Australian farmers battle mouse plague amid rising fuel costs
A mouse plague is hitting farmers across large parts of Australia, with rodents running through homes and destroying grain crops.
The outbreak adds pressure on growers already facing higher fuel and fertiliser costs linked to the US-Israeli war on Iran.
Farmers have spent hundreds of thousands of dollars on replanting eaten crops or laying bait made of sterile seeds coated with poison.
"It's a big cost and it's not just the price of the bait," said Geoff Cosgrove, 43, who runs a 14,000-hectare farm in Mingenew, Western Australia, where he grows wheat, canola, lupin and barley.
"They do play with your mind — running around at night, in the ceiling, the air conditioning units. You can hear them and you can smell them — it's like a decaying body."
Cosgrove has farmed for 25 years and has baited only twice before. He said this year's plague is far worse than the one in 2021.
That year, mice swept through New South Wales and parts of Queensland, forcing hundreds of prisoners to move after damage at a jail.
This time, farmers in Western Australia first reported plague numbers in March, followed soon after by South Australia.
About two hours north of Cosgrove's farm, agronomist and farmer Belinda Eastough, 59, said mice are staying in the paddocks because of leftover grain from last year's record harvest.
"Last year, we had a record-breaking harvest so that gives the mice a lot of food," she said from her 5,500-hectare farm in Nolba, 80 km northeast of Geraldton.
Summer rain then produced green shoots, giving the mice extra food. Eastough estimates 8,000 to 10,000 mice per hectare in her canola fields.

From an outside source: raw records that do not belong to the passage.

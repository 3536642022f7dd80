use crate::{env::EnvManager, error::CliError, shutdown::ShutdownCoordinator};
use clap::Parser;
use commands::Commands;
use connectors::sink::{
    GridSink,
    local::{CsvFileSink, StdoutSink},
};
use engine_config::sync::SyncConfig;
use engine_processing::normalizer::Normalizer;
use engine_runtime::execution::executor;
use model::core::timestamp::Timestamp;
use std::path::{Path, PathBuf};
use tokio_util::sync::CancellationToken;
use tracing::{error, info, warn};
use tracing_subscriber::EnvFilter;

mod commands;
mod env;
mod error;
mod shutdown;

const DEFAULT_ENV_FILE: &str = ".env";

#[derive(Parser)]
#[command(
    name = "wms-sync",
    version,
    about = "Sync the WMS inventory export to a shared spreadsheet"
)]
struct Cli {
    #[arg(
        long,
        global = true,
        help = "Load variables from this .env file (defaults to ./.env when present)"
    )]
    env_file: Option<PathBuf>,

    #[command(subcommand)]
    command: Option<Commands>,
}

#[tokio::main]
async fn main() {
    tracing_subscriber::fmt()
        .with_env_filter(
            EnvFilter::try_from_default_env().unwrap_or_else(|_| EnvFilter::new("info")),
        )
        .init();

    let cli = Cli::parse();

    // Failures are reported in the log; the scheduler always sees a clean exit.
    if let Err(err) = dispatch(cli).await {
        error!("{}", err);
    }
}

async fn dispatch(cli: Cli) -> Result<(), CliError> {
    let config = load_config(cli.env_file.as_deref())?;

    match cli.command.unwrap_or(Commands::Run { dry_run: false }) {
        Commands::Run { dry_run } => {
            let shutdown = ShutdownCoordinator::new(CancellationToken::new());
            shutdown.register_handlers();

            let outcome = executor::run(&config, dry_run, shutdown.cancel_token()).await?;
            if outcome.is_published() {
                info!("{}", outcome);
            } else {
                warn!("Sync did not complete: {}", outcome);
            }
        }
        Commands::Normalize { file, output } => {
            normalize(&config, &file, output).await?;
        }
    }

    Ok(())
}

fn load_config(env_file: Option<&Path>) -> Result<SyncConfig, CliError> {
    let mut env = EnvManager::new();
    match env_file {
        Some(path) => env.load_from_file(path)?,
        None if Path::new(DEFAULT_ENV_FILE).is_file() => env.load_from_file(DEFAULT_ENV_FILE)?,
        None => {}
    }
    Ok(SyncConfig::from_vars(env.all())?)
}

/// Runs the normalizer on a local export. The input file is left in place.
async fn normalize(
    config: &SyncConfig,
    file: &Path,
    output: Option<PathBuf>,
) -> Result<(), CliError> {
    let normalizer = Normalizer::new(&config.schema)?;
    let normalized = normalizer.normalize_file(file)?;
    let banner = Timestamp::now(config.timezone).banner();

    let sink: Box<dyn GridSink> = match output {
        Some(path) => Box::new(CsvFileSink::new(path)),
        None => Box::new(StdoutSink),
    };
    sink.publish(&banner, &normalized.to_grid()).await?;
    Ok(())
}

#[cfg(test)]
mod tests {
    use super::*;

    #[test]
    fn test_defaults_to_run() {
        let cli = Cli::try_parse_from(["wms-sync"]).unwrap();
        assert!(cli.command.is_none());
        assert!(cli.env_file.is_none());
    }

    #[test]
    fn test_parse_normalize() {
        let cli = Cli::try_parse_from([
            "wms-sync",
            "normalize",
            "zaiko.csv",
            "--output",
            "out.csv",
            "--env-file",
            "prod.env",
        ])
        .unwrap();

        assert_eq!(cli.env_file, Some(PathBuf::from("prod.env")));
        match cli.command {
            Some(Commands::Normalize { file, output }) => {
                assert_eq!(file, PathBuf::from("zaiko.csv"));
                assert_eq!(output, Some(PathBuf::from("out.csv")));
            }
            _ => panic!("expected normalize command"),
        }
    }

    #[test]
    fn test_parse_dry_run() {
        let cli = Cli::try_parse_from(["wms-sync", "run", "--dry-run"]).unwrap();
        assert!(matches!(cli.command, Some(Commands::Run { dry_run: true })));
    }

    #[tokio::test]
    async fn test_normalize_keeps_input_and_writes_output() {
        let dir = tempfile::tempdir().unwrap();
        let input = dir.path().join("zaiko.csv");
        let output = dir.path().join("out.csv");
        std::fs::write(&input, "品番,商品名,実在庫数\nA1,Widget,5\n").unwrap();

        let mut config = SyncConfig::from_vars(&Default::default()).unwrap();
        config.schema.encoding = "UTF-8".to_string();

        normalize(&config, &input, Some(output.clone())).await.unwrap();

        assert!(input.exists());
        let written = std::fs::read_to_string(&output).unwrap();
        let lines: Vec<&str> = written.lines().collect();
        assert!(lines[0].starts_with("Last Updated: "));
        assert_eq!(
            &lines[1..],
            &["Product No.,Product Name,Stock", "A1,Widget,5", "Total,,5.0"]
        );
    }
}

"Sometimes we've had mouse plagues, and the numbers will crash once they run out of food but this year, they haven't," she said.
The autumn planting season is now under threat. Eastough advises farmers to lay bait right after seeding, because mice eat the seed from the furrows overnight.
"If you finish seeding at 8 pm at night and you come in the next day, you'll have rows of crop missing," she said.
Eastough said diesel and fertiliser prices have doubled since the Iran war began in February. "The mouse thing is another thing thrown on top, another headache."
Steve Henry, a research officer at Australia's CSIRO science agency, said a plague is normally defined as 800 mice per hectare. In Western Australia and South Australia, counts are in the thousands.
On a recent visit, Henry counted 30 to 40 active burrows along a 100-metre strip one metre wide, pointing to at least 3,000 to 4,000 burrows per hectare.
Mice can breed at six weeks old and produce six to 10 young every 19 to 21 days, with females often falling pregnant again within days of giving birth.
Henry said the psychological toll is heavy because farmers cannot escape the mice even inside their homes.
With cooler weather, rain and stronger bait now in use, some farmers report falling numbers. Cosgrove said he expects relief once winter sets in.